Saturday, Roma will play a match that looks almost certain to be a considerable loss. Juventus have demolished the capital club at least once a season the past few years - it started with Diego's double that signaled the end of Luciano Spalletti's reign, continuing to the 4-1 embarrassment at Juventus Stadium in September, when three goals were conceded by Zdenek Zeman's men within the first 20 minutes.
Thus a loss is certainly on the cards. Which means, for Roma, the match will probably end as a draw; no side underperforms against small sides and then overperforms when no expectations are upon them like this one.
Regardless of the final result, no statistic can undermine the fact that this season has been a failure – and a depressing one at that. Instead of taking what worked from last season and improving it, a better squad has begotten worse results. After 24 rounds last season, Roma were in fifth with 38 points, six points off of the third and final Champions League place. This season they have 34 points, lie ninth, and are 10 off a CL spot.
The worrying trend is the top teams in Serie A have grown stronger – Napoli have 13 points more than at this stage last season, Lazio 2, Juventus 5, Inter 7 – but Roma have regressed.
None of this is really news. Anyone who has seen a minute of a Roma match this year knows the Zdenek Zeman experiment never took off. Aurelio Andreazzoli’s reign as a mere caretaker is meant to stabilize, and after just one match, there is no true indication of how well he will perform.
Vincenzo Montella was the last caretaker appointed to guide Roma and was sent off in the summer after failing to reach a Champions League places. Of course, he has proven himself to be a very adept coach since - Fiorentina have 11 more points than at this time last season despite a terrible run of form in 2013.

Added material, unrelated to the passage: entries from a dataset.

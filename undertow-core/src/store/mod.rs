//! Remote chunk store abstraction
//!
//! The remote store serves byte spans of an object through round-trip calls.
//! Every call must start at a multiple of the store's alignment unit and may
//! not ask for more than the store's per-call maximum. A call returns fewer
//! bytes than requested only when the span reaches the end of the object, and
//! an empty response with no error marks the end of the object.

pub mod http;

use async_trait::async_trait;
use bytes::Bytes;

pub use http::HttpChunkClient;

use crate::config::StoreConfig;
use crate::object::ObjectLocation;

/// Capability to fetch aligned byte spans from the remote store.
#[async_trait]
pub trait RemoteChunkClient: Send + Sync {
    /// Fetches up to `limit` bytes of `location` starting at `offset`.
    ///
    /// # Errors
    /// - `ChunkClientError::MisalignedOffset` - Offset breaks the alignment rule
    /// - `ChunkClientError::LimitExceeded` - Limit above the per-call maximum
    /// - `ChunkClientError::ObjectNotFound` - Store does not know the object
    /// - `ChunkClientError::Transport` - Remote call failed
    /// - `ChunkClientError::Timeout` - Remote call did not complete in time
    /// - `ChunkClientError::Protocol` - Response had an unexpected shape
    async fn fetch(
        &self,
        location: &ObjectLocation,
        offset: u64,
        limit: u64,
    ) -> Result<Bytes, ChunkClientError>;
}

/// Errors from a single remote chunk call.
#[derive(Debug, Clone, PartialEq, Eq, thiserror::Error)]
pub enum ChunkClientError {
    /// Offset is not a multiple of the store's alignment unit.
    #[error("offset {offset} is not aligned to {alignment} bytes")]
    MisalignedOffset {
        /// Requested offset.
        offset: u64,
        /// Required alignment unit.
        alignment: u64,
    },

    /// Requested length exceeds what the store serves in one call.
    #[error("request for {limit} bytes exceeds the per-call maximum of {max}")]
    LimitExceeded {
        /// Requested length.
        limit: u64,
        /// Per-call maximum.
        max: u64,
    },

    /// The store returned something other than the requested span.
    #[error("protocol violation: {reason}")]
    Protocol {
        /// Description of the unexpected response.
        reason: String,
    },

    /// Remote object does not exist.
    #[error("remote object {location} not found")]
    ObjectNotFound {
        /// Location that could not be resolved.
        location: String,
    },

    /// The remote call failed in transit.
    #[error("transport error: {reason}")]
    Transport {
        /// Underlying failure description.
        reason: String,
    },

    /// The remote call timed out.
    #[error("request at offset {offset} timed out")]
    Timeout {
        /// Offset of the request that timed out.
        offset: u64,
    },

    /// The owning request was cancelled while the call was in flight.
    #[error("request cancelled")]
    Cancelled,
}

/// Request limits imposed by the remote store.
#[derive(Debug, Clone, Copy, PartialEq, Eq)]
pub struct StoreLimits {
    alignment: u64,
    chunk_size: u64,
    max_request_size: u64,
}

impl StoreLimits {
    /// Creates limits. Callers validate the relation between the values
    /// through `UndertowConfig::validate`.
    pub fn new(alignment: u64, chunk_size: u64, max_request_size: u64) -> Self {
        Self {
            alignment: alignment.max(1),
            chunk_size: chunk_size.max(1),
            max_request_size: max_request_size.max(1),
        }
    }

    pub fn alignment(&self) -> u64 {
        self.alignment
    }

    pub fn chunk_size(&self) -> u64 {
        self.chunk_size
    }

    pub fn max_request_size(&self) -> u64 {
        self.max_request_size
    }

    /// Rounds `offset` down to the nearest alignment boundary.
    pub fn align_down(&self, offset: u64) -> u64 {
        (offset / self.alignment) * self.alignment
    }

    /// Rounds `offset` down to the start of its read-ahead chunk.
    pub fn chunk_start(&self, offset: u64) -> u64 {
        (offset / self.chunk_size) * self.chunk_size
    }

    pub fn is_aligned(&self, offset: u64) -> bool {
        offset % self.alignment == 0
    }

    /// Checks a request against the store's rules before it is sent.
    ///
    /// # Errors
    /// - `ChunkClientError::MisalignedOffset` - Offset breaks alignment
    /// - `ChunkClientError::LimitExceeded` - Limit is zero or above the maximum
    pub fn check_request(&self, offset: u64, limit: u64) -> Result<(), ChunkClientError> {
        if !self.is_aligned(offset) {
            return Err(ChunkClientError::MisalignedOffset {
                offset,
                alignment: self.alignment,
            });
        }
        if limit == 0 || limit > self.max_request_size {
            return Err(ChunkClientError::LimitExceeded {
                limit,
                max: self.max_request_size,
            });
        }
        Ok(())
    }
}

impl Default for StoreLimits {
    fn default() -> Self {
        Self::from(&StoreConfig::default())
    }
}

impl From<&StoreConfig> for StoreLimits {
    fn from(config: &StoreConfig) -> Self {
        Self::new(config.alignment, config.chunk_size, config.max_request_size)
    }
}

#[cfg(test)]
mod tests {
    use super::*;

    #[test]
    fn test_align_down() {
        let limits = StoreLimits::new(4096, 524_288, 1_048_576);

        assert_eq!(limits.align_down(0), 0);
        assert_eq!(limits.align_down(4095), 0);
        assert_eq!(limits.align_down(4096), 4096);
        assert_eq!(limits.align_down(45_805_696), 45_805_568);
        assert_eq!(limits.chunk_start(600_000), 524_288);
    }

    #[test]
    fn test_check_request() {
        let limits = StoreLimits::new(4096, 524_288, 1_048_576);

        assert!(limits.check_request(8192, 1_048_576).is_ok());
        assert_eq!(
            limits.check_request(100, 10),
            Err(ChunkClientError::MisalignedOffset {
                offset: 100,
                alignment: 4096
            })
        );
        assert!(matches!(
            limits.check_request(0, 1_048_577),
            Err(ChunkClientError::LimitExceeded { .. })
        ));
        assert!(matches!(
            limits.check_request(0, 0),
            Err(ChunkClientError::LimitExceeded { .. })
        ));
    }
}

But Andreazzoli's task seems more daunting and more impossible. The hope of the new project has transformed from a beacon of excitement to a crushing weight upon the whole club, with players, directors, coaches and fans struggling in the twilight underneath, wondering when the bright dawn that seemed just over the horizon will return.
It does not seem it will be anytime soon. Andreazzoli’s 3-5-2 was a noble attempt to reverse the atrophy within but the result remained frustrating. Daniele De Rossi, Roma’s best defensive midfielder, and Maarten Stekelenburg, the side’s best goalie, both started; yet, not only were three goals conceded in Sunday's loss at Sampdoria, but the duo had a prominent role in at least two of them.
There are no easy fixes for this side. There really isn't an explanation, either. On paper, this squad is excellently constructed, but on the pitch, plays like peanut brittle tastes: delicious, but dangerously thin.
What the side truly needs is not a tactician: a coach who will merely play his best players in their preferred positions should suffice. Instead, this side will only reach its true potential once a motivator comes in. A man who can inspire the team to perform to the level they should be capable; an ignition for the very soul for the club itself, igniting the fire inside and turning mental weakness into unbreakable fortitude.
That’s what Jose Mourinho does to his sides that make them so fearsome; it’s what Antonio Conte has done to Juventus to return them to their former glory; none other than the same mentality which Sir Alex Ferguson instills into his men that sees them consistently scrape points and comebacks even on days when Manchester United play well below their potential.
Luis Enrique strove to model his side after Pep Guardiola's Barcelona but it is Lionel Messi's bitter rivals that Roma truly need to replicate.
Until then, the club are a spaceship without boosters: containing all the necessary equipment to sail into orbit but inexplicably lacking the capacity to takeoff.